- _Your instructions_: Count the lines in the following data that include "context". Please write only the number.

- _Exercise materials_:
╭──

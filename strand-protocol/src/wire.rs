//! Peer wire protocol: single-byte opcodes with fixed payload layouts.
//!
//! A decrypted frame is `u8 message_type ‖ payload`. Blob ids travel as
//! 64-byte ASCII hex, peer lists as `"ip:port\n"`-delimited text.

use std::str::FromStr;

use crate::types::{BlobId, PeerAddr};

pub const MSG_HELLO: u8 = 0x01;
pub const MSG_REQUEST: u8 = 0x02;
pub const MSG_DATA: u8 = 0x03;
pub const MSG_FIND_PEERS: u8 = 0x04;
pub const MSG_PEERS: u8 = 0x05;
pub const MSG_PUBLISH: u8 = 0x06;
pub const MSG_ANNOUNCE: u8 = 0x07;
pub const MSG_OK: u8 = 0x08;
pub const MSG_ERROR: u8 = 0xFF;

const HEX_ID_LEN: usize = 64;

/// A decoded peer message.
#[derive(Debug, Clone, PartialEq, Eq)]
pub enum Message {
    /// Opaque gossip blob; by convention a JSON map of pub-key hex to last
    /// known sequence.
    Hello { gossip: Vec<u8> },
    /// Ask the peer to serve a blob.
    Request { blob_id: BlobId },
    /// Encrypted blob bytes, exactly as stored.
    Data { bytes: Vec<u8> },
    /// Ask the peer for other peers that have a blob.
    FindPeers { blob_id: BlobId },
    /// Reply to `FindPeers`.
    Peers { endpoints: Vec<PeerAddr> },
    /// Signed manifest JSON, relayed to a gateway.
    Publish { manifest: Vec<u8> },
    /// The sender serves `blob_id` on `port` at its connecting address.
    Announce { blob_id: BlobId, port: u16 },
    /// Generic acknowledgement with optional context.
    Ok { context: Vec<u8> },
    /// Failure reply with a human-readable reason.
    Error { reason: String },
}

impl Message {
    pub fn opcode(&self) -> u8 {
        match self {
            Message::Hello { .. } => MSG_HELLO,
            Message::Request { .. } => MSG_REQUEST,
            Message::Data { .. } => MSG_DATA,
            Message::FindPeers { .. } => MSG_FIND_PEERS,
            Message::Peers { .. } => MSG_PEERS,
            Message::Publish { .. } => MSG_PUBLISH,
            Message::Announce { .. } => MSG_ANNOUNCE,
            Message::Ok { .. } => MSG_OK,
            Message::Error { .. } => MSG_ERROR,
        }
    }

    /// Encode as frame plaintext: opcode byte followed by the payload.
    pub fn encode(&self) -> Vec<u8> {
        let mut out = Vec::with_capacity(1 + self.payload_len());
        out.push(self.opcode());
        match self {
            Message::Hello { gossip } => out.extend_from_slice(gossip),
            Message::Request { blob_id } | Message::FindPeers { blob_id } => {
                out.extend_from_slice(blob_id.to_hex().as_bytes());
            }
            Message::Data { bytes } => out.extend_from_slice(bytes),
            Message::Peers { endpoints } => {
                for ep in endpoints {
                    out.extend_from_slice(ep.to_string().as_bytes());
                    out.push(b'\n');
                }
            }
            Message::Publish { manifest } => out.extend_from_slice(manifest),
            Message::Announce { blob_id, port } => {
                out.extend_from_slice(blob_id.to_hex().as_bytes());
                out.extend_from_slice(&port.to_be_bytes());
            }
            Message::Ok { context } => out.extend_from_slice(context),
            Message::Error { reason } => out.extend_from_slice(reason.as_bytes()),
        }
        out
    }

    /// Decode frame plaintext.
    ///
    /// Unknown opcodes yield [`WireError::UnknownOpcode`] so the dispatcher
    /// can log and ignore them without tearing down the connection.
    pub fn decode(plain: &[u8]) -> Result<Self, WireError> {
        let (&opcode, payload) = plain.split_first().ok_or(WireError::Empty)?;
        match opcode {
            MSG_HELLO => Ok(Message::Hello {
                gossip: payload.to_vec(),
            }),
            MSG_REQUEST => Ok(Message::Request {
                blob_id: decode_hex_id(payload)?,
            }),
            MSG_DATA => Ok(Message::Data {
                bytes: payload.to_vec(),
            }),
            MSG_FIND_PEERS => Ok(Message::FindPeers {
                blob_id: decode_hex_id(payload)?,
            }),
            MSG_PEERS => {
                let text = std::str::from_utf8(payload).map_err(|_| WireError::BadEndpoint)?;
                let mut endpoints = Vec::new();
                for line in text.split('\n').filter(|l| !l.is_empty()) {
                    endpoints.push(PeerAddr::from_str(line).map_err(|_| WireError::BadEndpoint)?);
                }
                Ok(Message::Peers { endpoints })
            }
            MSG_PUBLISH => Ok(Message::Publish {
                manifest: payload.to_vec(),
            }),
            MSG_ANNOUNCE => {
                if payload.len() != HEX_ID_LEN + 2 {
                    return Err(WireError::BadAnnounce);
                }
                let blob_id = decode_hex_id(&payload[..HEX_ID_LEN])?;
                let port = u16::from_be_bytes([payload[HEX_ID_LEN], payload[HEX_ID_LEN + 1]]);
                Ok(Message::Announce { blob_id, port })
            }
            MSG_OK => Ok(Message::Ok {
                context: payload.to_vec(),
            }),
            MSG_ERROR => Ok(Message::Error {
                reason: String::from_utf8_lossy(payload).into_owned(),
            }),
            other => Err(WireError::UnknownOpcode(other)),
        }
    }

    fn payload_len(&self) -> usize {
        match self {
            Message::Hello { gossip } => gossip.len(),
            Message::Request { .. } | Message::FindPeers { .. } => HEX_ID_LEN,
            Message::Data { bytes } => bytes.len(),
            Message::Peers { endpoints } => endpoints.len() * 22,
            Message::Publish { manifest } => manifest.len(),
            Message::Announce { .. } => HEX_ID_LEN + 2,
            Message::Ok { context } => context.len(),
            Message::Error { reason } => reason.len(),
        }
    }
}

fn decode_hex_id(payload: &[u8]) -> Result<BlobId, WireError> {
    let text = std::str::from_utf8(payload).map_err(|_| WireError::BadBlobId)?;
    BlobId::from_hex(text).map_err(|_| WireError::BadBlobId)
}

/// Error decoding frame plaintext into a [`Message`].
#[derive(Debug, thiserror::Error, PartialEq, Eq)]
pub enum WireError {
    #[error("empty frame")]
    Empty,
    #[error("unknown opcode {0:#04x}")]
    UnknownOpcode(u8),
    #[error("malformed blob id payload")]
    BadBlobId,
    #[error("malformed peer endpoint")]
    BadEndpoint,
    #[error("malformed announce payload")]
    BadAnnounce,
}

╰──

- _Expected answer_: 5